Reader Rachel asked about contemporary YA novels in the comments a few weeks ago:

In our writing group, we have been talking about whether or not it is harder to find an agent and/or sell our YA manuscripts if they are contemporary romance/realistic vs. paranormal or fantasy. What are your thoughts on this? If it is more difficult, is there anything that does happen to work particularly well or would make a manuscript more saleable within the contemporary genre?

contemporary ya
Romance is a huge hook in contemporary YA.

I know that I got into Young Adult fiction and into reading and into writing and into agenting because of contemporary young adult fiction. I was always more of a Sara Zarr, John Green, Jenny Han, Laurie Halse Anderson reader than I was a fantasy or paranormal fan. And when I started looking at the market, there were a lot of contemporary YA novels on shelves and doing well.

Current Trends in Young Adult Fiction

But today’s kidlit market, which got going in earnest over a decade ago with HARRY POTTER and has now been given another injection of money and attention by the TWILIGHT franchise, has always been anchored in fantasy and paranormal. And that’s where the trends — somewhat unfortunately for me and my contemporary YA tastes — all seem to be going. Even if there’s no outright fantasy, magic, or paranormal element, YA novels would rather be set in dystopian times than in the good old real world.

Not only do I know this from observation of bookstore shelves and publishers’ upcoming catalogues, but I’ve heard countless editors discussing how difficult it is to get a straight contemporary YA novel through their acquisitions committees. Apparently, contemporary realism isn’t much of a sales hook these days, unless either the voice or the subject matter is simply irresistible. Some publishers are, obviously, more interested in this genre than others, but the going still seems to be much tougher now than it was a few years ago.

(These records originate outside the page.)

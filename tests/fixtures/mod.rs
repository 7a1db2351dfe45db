//! Shared fixtures for integration tests
//!
//! Provides a small world catalogue (`WorldRecord` / `WorldRest`), the route
//! table the resources link into and an axum router serving them.
//!
//! # Usage
//!
//! From any integration test file in `tests/`:
//! ```rust,ignore
//! mod fixtures;
//! use fixtures::*;
//! ```

#![allow(dead_code)]

use axum::Json;
use axum::http::Method;
use axum::response::Response;
use hateoas::prelude::*;
use std::sync::Arc;

// ---------------------------------------------------------------------------
// Records and resources
// ---------------------------------------------------------------------------

#[derive(Debug, Clone, PartialEq, Serialize, Deserialize)]
pub struct WorldRecord {
    pub id: Uuid,
    pub world_name: String,
    pub tenant_name: String,
    pub population: i64,
    pub rating: Option<f64>,
    pub created_at: DateTime<FixedOffset>,
}

impl_field_source!(WorldRecord {
    world_name,
    tenant_name,
    population,
    rating,
    created_at,
});

#[derive(Debug, Clone, Serialize)]
#[serde(rename_all = "camelCase")]
pub struct WorldRest {
    #[serde(rename = "self")]
    pub self_link: Link,
    pub world_name: String,
    pub tenant_name: String,
    pub population: i64,
    pub rating: Option<f64>,
    pub created_at: DateTime<FixedOffset>,
    pub residents: Link,
}

impl_searchable!(WorldRest, "worlds", {
    "worldName" => world_name: String [searchable, sortable],
    "tenantName" => tenant_name: String [searchable, sortable],
    "population" => population: Integer [searchable, sortable],
    "rating" => rating: Decimal [searchable, sortable],
    "createdAt" => created_at: DateTimeOffset [searchable, sortable],
    "internalId" => id: Uuid,
});

impl_hypermedia!(WorldRest { self_link, residents });

impl Etaggable for WorldRest {}

impl From<WorldRecord> for WorldRest {
    fn from(record: WorldRecord) -> Self {
        Self {
            self_link: Link::to("GetWorldById").with_param("worldId", record.id),
            residents: Link::to_collection("GetResidents").with_param("worldId", record.id),
            world_name: record.world_name,
            tenant_name: record.tenant_name,
            population: record.population,
            rating: record.rating,
            created_at: record.created_at,
        }
    }
}

#[derive(Debug, Clone, Serialize, Deserialize)]
pub struct ResidentForm {
    pub name: String,
    pub passcode: String,
}

impl_form_model!(ResidentForm {
    "name" => "Name" [required, length(1, 100)],
    "passcode" => "Passcode" [required, secret],
});

#[derive(Debug, Clone, Serialize)]
pub struct ResidentRest {
    #[serde(rename = "self")]
    pub self_link: Link,
    pub name: String,
}

impl_hypermedia!(ResidentRest { self_link });

// ---------------------------------------------------------------------------
// Data
// ---------------------------------------------------------------------------

pub const AMBER_ID: &str = "6f1c2b9e-3a41-4c55-9d1e-0b7a7e3f0a01";
pub const BRIGHT_ID: &str = "6f1c2b9e-3a41-4c55-9d1e-0b7a7e3f0a02";
pub const CINDER_ID: &str = "6f1c2b9e-3a41-4c55-9d1e-0b7a7e3f0a03";

pub fn world(
    id: &str,
    name: &str,
    tenant: &str,
    population: i64,
    rating: Option<f64>,
    created_at: &str,
) -> WorldRecord {
    WorldRecord {
        id: Uuid::parse_str(id).unwrap(),
        world_name: name.to_string(),
        tenant_name: tenant.to_string(),
        population,
        rating,
        created_at: DateTime::parse_from_rfc3339(created_at).unwrap(),
    }
}

/// Three worlds, two of them owned by tenant ADAMS
pub fn sample_worlds() -> Vec<WorldRecord> {
    vec![
        world(
            CINDER_ID,
            "Cinder Vale",
            "ADAMS",
            4_310,
            Some(4.5),
            "2025-01-09T08:15:00+00:00",
        ),
        world(
            AMBER_ID,
            "Amber Shore",
            "ADAMS",
            1_200,
            None,
            "2024-03-01T09:00:00+01:00",
        ),
        world(
            BRIGHT_ID,
            "Brightwater",
            "WASHINGTON",
            860,
            Some(3.0),
            "2024-05-17T14:30:00-05:00",
        ),
    ]
}

// ---------------------------------------------------------------------------
// Routes and server
// ---------------------------------------------------------------------------

pub fn route_table() -> RouteTable {
    RouteTable::from_config(&HateoasConfig::default_config().routes)
        .unwrap()
        .route(
            "GetResidentById",
            "/api/worlds/{worldId}/residents/{residentId}",
        )
        .unwrap()
}

pub fn resolver() -> LinkResolver {
    LinkResolver::new(Arc::new(route_table()))
}

#[derive(Clone)]
pub struct TestState {
    pub config: HateoasConfig,
    pub responder: HypermediaResponder,
    pub worlds: InMemoryDataSource<WorldRecord>,
    pub shutdown: CancellationToken,
}

/// State over the sample worlds; `overrides` is merged last
pub fn test_state(overrides: HateoasConfig) -> TestState {
    let config = HateoasConfig::merge(vec![
        HateoasConfig::default_config(),
        HateoasConfig::from_yaml_str(
            "routes:\n  GetResidentById: /api/worlds/{worldId}/residents/{residentId}\n",
        )
        .unwrap(),
        overrides,
    ]);
    TestState {
        responder: HypermediaResponder::from_config(&config).unwrap(),
        config,
        worlds: InMemoryDataSource::from_records(sample_worlds()),
        shutdown: CancellationToken::new(),
    }
}

pub fn router(state: TestState) -> Router {
    Router::new()
        .route("/api/worlds", get(list_worlds))
        .route("/api/worlds/{world_id}", get(get_world))
        .route("/api/worlds/{world_id}/residents", post(create_resident))
        .with_state(state)
}

async fn list_worlds(
    State(state): State<TestState>,
    query: CollectionQuery,
) -> Result<HypermediaResponse<PagedCollection<WorldRest>>, HateoasError> {
    let plan = QueryPlan::compile::<WorldRest>(&query, state.config.paging())?;
    let page = store::execute(&state.worlds, &plan, &state.shutdown).await?;
    let collection = PagedCollection::new(
        Link::to("GetWorlds"),
        page.map(WorldRest::from),
        plan.window,
    )
    .with_query_form(Form::query_for::<WorldRest>(Link::to_form(
        "GetWorlds",
        Method::GET,
        relation::QUERY_FORM,
    )));
    state.responder.ok(collection)
}

async fn get_world(
    State(state): State<TestState>,
    Path(world_id): Path<Uuid>,
    conditional: ConditionalRequest,
) -> Result<Response, HateoasError> {
    match state
        .worlds
        .find(|w| w.id == world_id)
        .map_err(HateoasError::Source)?
    {
        Some(world) => Ok(state
            .responder
            .conditional(&conditional, WorldRest::from(world))?
            .into_response()),
        None => Ok(StatusCode::NOT_FOUND.into_response()),
    }
}

async fn create_resident(
    State(state): State<TestState>,
    Path(world_id): Path<Uuid>,
    Json(form): Json<ResidentForm>,
) -> Result<HypermediaResponse<ResidentRest>, HateoasError> {
    let resident_id = Uuid::new_v4();
    let resident = ResidentRest {
        self_link: Link::to("GetResidentById")
            .with_param("worldId", world_id)
            .with_param("residentId", resident_id),
        name: form.name,
    };
    let location = Link::to("GetResidentById")
        .with_param("worldId", world_id)
        .with_param("residentId", resident_id);
    state.responder.created(location, resident)
}
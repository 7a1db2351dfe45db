//! Typed error handling for the hypermedia toolkit
//!
//! Errors fall into three families that callers treat very differently:
//!
//! - [`ValidationError`]: the client sent a bad query (400). Always carries
//!   enough context to point at the offending field or token.
//! - [`ResolutionError`]: declared links and registered routes disagree, or the
//!   response graph is malformed (500). These are programming defects.
//! - [`HateoasError::Cancelled`]: the caller abandoned the request; no partial
//!   result is ever produced.
//!
//! # Example
//!
//! ```rust,ignore
//! use hateoas::prelude::*;
//!
//! match plan {
//!     Err(HateoasError::Validation(ValidationError::NotSearchable { field, .. })) => {
//!         println!("cannot filter on {}", field);
//!     }
//!     Err(e) => eprintln!("{}", e),
//!     Ok(plan) => run(plan),
//! }
//! ```

use axum::Json;
use axum::http::StatusCode;
use axum::response::{IntoResponse, Response};
use serde::Serialize;
use thiserror::Error;

/// The main error type for the toolkit
#[derive(Debug, Error)]
pub enum HateoasError {
    /// Malformed or disallowed client input
    #[error(transparent)]
    Validation(#[from] ValidationError),

    /// Link resolution failed (server-side defect)
    #[error(transparent)]
    Resolution(#[from] ResolutionError),

    /// Configuration could not be loaded or is inconsistent
    #[error(transparent)]
    Config(#[from] ConfigError),

    /// The caller cancelled the request before it completed
    #[error("Request was cancelled")]
    Cancelled,

    /// The data source collaborator failed
    #[error("Data source error: {0}")]
    Source(#[source] anyhow::Error),

    /// A response body could not be serialized
    #[error("Serialization error: {0}")]
    Serialization(#[from] serde_json::Error),
}

/// Error response structure for HTTP responses
#[derive(Debug, Serialize)]
pub struct ErrorResponse {
    /// Error code for programmatic handling
    pub code: String,
    /// Human-readable error message
    pub message: String,
    /// Optional additional details
    #[serde(skip_serializing_if = "Option::is_none")]
    pub details: Option<serde_json::Value>,
}

impl HateoasError {
    /// Get the HTTP status code for this error
    pub fn status_code(&self) -> StatusCode {
        match self {
            HateoasError::Validation(_) => StatusCode::BAD_REQUEST,
            HateoasError::Resolution(_) => StatusCode::INTERNAL_SERVER_ERROR,
            HateoasError::Config(_) => StatusCode::INTERNAL_SERVER_ERROR,
            HateoasError::Cancelled => StatusCode::SERVICE_UNAVAILABLE,
            HateoasError::Source(_) => StatusCode::INTERNAL_SERVER_ERROR,
            HateoasError::Serialization(_) => StatusCode::INTERNAL_SERVER_ERROR,
        }
    }

    /// Get the error code for this error
    pub fn error_code(&self) -> &'static str {
        match self {
            HateoasError::Validation(e) => e.error_code(),
            HateoasError::Resolution(e) => e.error_code(),
            HateoasError::Config(_) => "CONFIG_ERROR",
            HateoasError::Cancelled => "REQUEST_CANCELLED",
            HateoasError::Source(_) => "DATA_SOURCE_ERROR",
            HateoasError::Serialization(_) => "SERIALIZATION_ERROR",
        }
    }

    /// Whether this error is the caller's fault
    pub fn is_client_error(&self) -> bool {
        self.status_code().is_client_error()
    }

    /// Convert to an error response
    pub fn to_response(&self) -> ErrorResponse {
        ErrorResponse {
            code: self.error_code().to_string(),
            message: self.to_string(),
            details: self.details(),
        }
    }

    fn details(&self) -> Option<serde_json::Value> {
        match self {
            HateoasError::Validation(e) => e.field().map(|field| {
                serde_json::json!({
                    "field": field,
                })
            }),
            HateoasError::Resolution(ResolutionError::UnknownEndpoint { endpoint }) => {
                Some(serde_json::json!({ "endpoint": endpoint }))
            }
            _ => None,
        }
    }
}

impl IntoResponse for HateoasError {
    fn into_response(self) -> Response {
        let status = self.status_code();
        if status.is_server_error() {
            tracing::error!(code = self.error_code(), error = %self, "request failed");
        }
        let body = Json(self.to_response());
        (status, body).into_response()
    }
}

// =============================================================================
// Validation Errors
// =============================================================================

/// Errors caused by malformed or disallowed query input
#[derive(Debug, Clone, PartialEq, Error)]
pub enum ValidationError {
    /// A filter token does not have the `field operator value` shape
    #[error("Malformed filter '{token}': expected 'field operator value'")]
    MalformedFilter { token: String },

    /// The field is not declared on the resource
    #[error("Unknown field '{field}' on resource '{resource}'")]
    UnknownField { resource: String, field: String },

    /// The field exists but may not be filtered on
    #[error("Field '{field}' on resource '{resource}' is not searchable")]
    NotSearchable { resource: String, field: String },

    /// The field exists but may not be sorted on
    #[error("Field '{field}' on resource '{resource}' is not sortable")]
    NotSortable { resource: String, field: String },

    /// The operator is not defined for the field's value kind
    #[error("Operator '{operator}' is not supported for {kind} field '{field}'")]
    UnsupportedOperator {
        field: String,
        operator: String,
        kind: String,
    },

    /// The filter value cannot be parsed as the field's value kind
    #[error("Invalid {kind} value '{value}' for field '{field}'")]
    InvalidValue {
        field: String,
        kind: String,
        value: String,
    },

    /// A sort token is malformed
    #[error("Malformed sort '{token}': expected 'field' or 'field:asc|desc'")]
    MalformedSort { token: String },

    /// Offset is negative
    #[error("Offset must be greater than or equal to 0 (got {offset})")]
    OffsetOutOfRange { offset: i64 },

    /// Limit is outside the allowed window
    #[error("Limit must be between 1 and {max} (got {limit})")]
    LimitOutOfRange { limit: i64, max: usize },

    /// A query parameter could not be parsed at all
    #[error("Invalid query parameter '{name}': {message}")]
    InvalidQueryParameter { name: String, message: String },

    /// No field metadata registered under this resource name
    #[error("Unknown resource type: {resource}")]
    UnknownResourceType { resource: String },
}

impl ValidationError {
    /// Name of the offending field or parameter, if there is one
    pub fn field(&self) -> Option<&str> {
        match self {
            ValidationError::UnknownField { field, .. }
            | ValidationError::NotSearchable { field, .. }
            | ValidationError::NotSortable { field, .. }
            | ValidationError::UnsupportedOperator { field, .. }
            | ValidationError::InvalidValue { field, .. } => Some(field),
            ValidationError::MalformedFilter { .. } => Some("filter"),
            ValidationError::MalformedSort { .. } => Some("sort"),
            ValidationError::OffsetOutOfRange { .. } => Some("offset"),
            ValidationError::LimitOutOfRange { .. } => Some("limit"),
            ValidationError::InvalidQueryParameter { name, .. } => Some(name),
            ValidationError::UnknownResourceType { .. } => None,
        }
    }

    pub fn error_code(&self) -> &'static str {
        match self {
            ValidationError::MalformedFilter { .. } => "MALFORMED_FILTER",
            ValidationError::UnknownField { .. } => "UNKNOWN_FIELD",
            ValidationError::NotSearchable { .. } => "FIELD_NOT_SEARCHABLE",
            ValidationError::NotSortable { .. } => "FIELD_NOT_SORTABLE",
            ValidationError::UnsupportedOperator { .. } => "UNSUPPORTED_OPERATOR",
            ValidationError::InvalidValue { .. } => "INVALID_VALUE",
            ValidationError::MalformedSort { .. } => "MALFORMED_SORT",
            ValidationError::OffsetOutOfRange { .. } => "OFFSET_OUT_OF_RANGE",
            ValidationError::LimitOutOfRange { .. } => "LIMIT_OUT_OF_RANGE",
            ValidationError::InvalidQueryParameter { .. } => "INVALID_QUERY_PARAMETER",
            ValidationError::UnknownResourceType { .. } => "UNKNOWN_RESOURCE_TYPE",
        }
    }
}

// =============================================================================
// Resolution Errors
// =============================================================================

/// Errors raised while turning abstract links into hrefs
#[derive(Debug, Clone, PartialEq, Error)]
pub enum ResolutionError {
    /// No route is registered for the endpoint identifier
    #[error("No route registered for endpoint '{endpoint}'")]
    UnknownEndpoint { endpoint: String },

    /// The route template needs a parameter the link does not carry
    #[error("Route for endpoint '{endpoint}' requires parameter '{parameter}'")]
    MissingParameter { endpoint: String, parameter: String },

    /// The link has already been resolved once
    #[error("Link to '{href}' is already resolved")]
    AlreadyResolved { href: String },

    /// The response graph refers back to one of its ancestors
    #[error("Cyclic resource graph detected at depth {depth}")]
    CyclicGraph { depth: usize },

    /// A route template could not be parsed
    #[error("Invalid route template '{template}': {message}")]
    InvalidTemplate { template: String, message: String },

    /// The configured base URL could not be used
    #[error("Invalid base URL '{url}': {message}")]
    InvalidBaseUrl { url: String, message: String },

    /// A shared node's lock was poisoned by a panicking writer
    #[error("Shared resource node is poisoned")]
    PoisonedNode,
}

impl ResolutionError {
    pub fn error_code(&self) -> &'static str {
        match self {
            ResolutionError::UnknownEndpoint { .. } => "UNKNOWN_ENDPOINT",
            ResolutionError::MissingParameter { .. } => "MISSING_ROUTE_PARAMETER",
            ResolutionError::AlreadyResolved { .. } => "LINK_ALREADY_RESOLVED",
            ResolutionError::CyclicGraph { .. } => "CYCLIC_RESOURCE_GRAPH",
            ResolutionError::InvalidTemplate { .. } => "INVALID_ROUTE_TEMPLATE",
            ResolutionError::InvalidBaseUrl { .. } => "INVALID_BASE_URL",
            ResolutionError::PoisonedNode => "POISONED_RESOURCE_NODE",
        }
    }
}

// =============================================================================
// Config Errors
// =============================================================================

/// Errors related to configuration
#[derive(Debug, Error)]
pub enum ConfigError {
    /// Failed to parse configuration
    #[error("Failed to parse config{}: {message}", .file.as_ref().map(|f| format!(" file '{}'", f)).unwrap_or_default())]
    ParseError {
        file: Option<String>,
        message: String,
    },

    /// IO error while reading configuration
    #[error("IO error reading '{path}': {message}")]
    IoError { path: String, message: String },

    /// Invalid value in configuration
    #[error("Invalid value for '{field}': {message}")]
    InvalidValue { field: String, message: String },
}

/// Result alias used across the toolkit
pub type Result<T, E = HateoasError> = std::result::Result<T, E>;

What Makes Contemporary YA More Appealing to Agents and Editors?

So what can writers of contemporary YA novels do in order to make their books more saleable? Well, YA romance is a huge hook. I think it’s the number one thing that girls (especially) and boys (in the John Green vein, not in the flowery sense) are interested in as teenagers. So every contemporary manuscript I look at should have, if not a flat-out romantic relationship, at least some romantic interest. The teenage years are a time when everything from friendships to family gets complicated, so you have to really play up on those themes and relationships when writing teenage characters.

And you do have to have a really strong hook. It’s not enough to just have a story of one girl’s senior year as she experiences different relationships and events at school. “Coming of age” is no longer a great sales hook, because every book for the kidlit market is, in one way or another, a coming of age story.

Examples of Contemporary YA Novels

SWEETHEARTS by Sara Zarr: The only boy a girl ever loved disappeared and she thought he was dead, until she gets a mysterious message.
13 REASONS WHY by Jay Asher: After a classmate’s suicide, the boy who had a crush on her must put together what happened with thirteen cassette tapes that show up on his doorstep, tapes she sent before her death.
BACK WHEN YOU WERE EASIER TO LOVE by Emily Wing Smith (coming Spring 2011 from Dutton): A girl’s hipster boyfriend up and leaves their conservative Utah town, and she follows him, part of her still thinking they’ll pick up where they left off.
PAPER TOWNS by John Green: A boy follows a trail of mysterious clues left by the alluring neighborhood girl who disappeared one day.
LIVING DEAD GIRL by Elizabeth Scott: A girl kidnapped and trapped by a monster of a man has to find hope and sanity and, finally, escape.
SORTA LIKE A ROCK STAR by Matthew Quick: An upbeat, spiritual girl hides the fact that she’s homeless while helping everyone else with their problems, until her mother dies and she can’t hide anymore.
WINTERGIRLS by Laurie Halse Anderson: After anorexia killed her best friend, a girl has to struggle with whether or not she, too, will succumb to the disease that still has its hooks in her.

Contemporary YA with a Fantasy Element

IF I STAY by Gayle Forman: A girl left in a coma after a horrendous accident that kills her family must decide between following them and living without them. (There’s also a huge romantic element here.)
BEFORE I FALL by Lauren Oliver: A girl killed in a car accident gets the chance to relive her last day in order to try and change her fate.

The Defining Element Is…

What sets all of these books apart, in my mind, is character, voice, and one high-concept element in the plot that makes the premise a great read. I do think a romantic element, or at least an unrequited crush, is vital to a contemporary YA novel…teens care more about friendships and the possibility of romance than they do about most other things in their lives. Other than that, character, voice, and a high-concept idea are what will really make the difference in this market.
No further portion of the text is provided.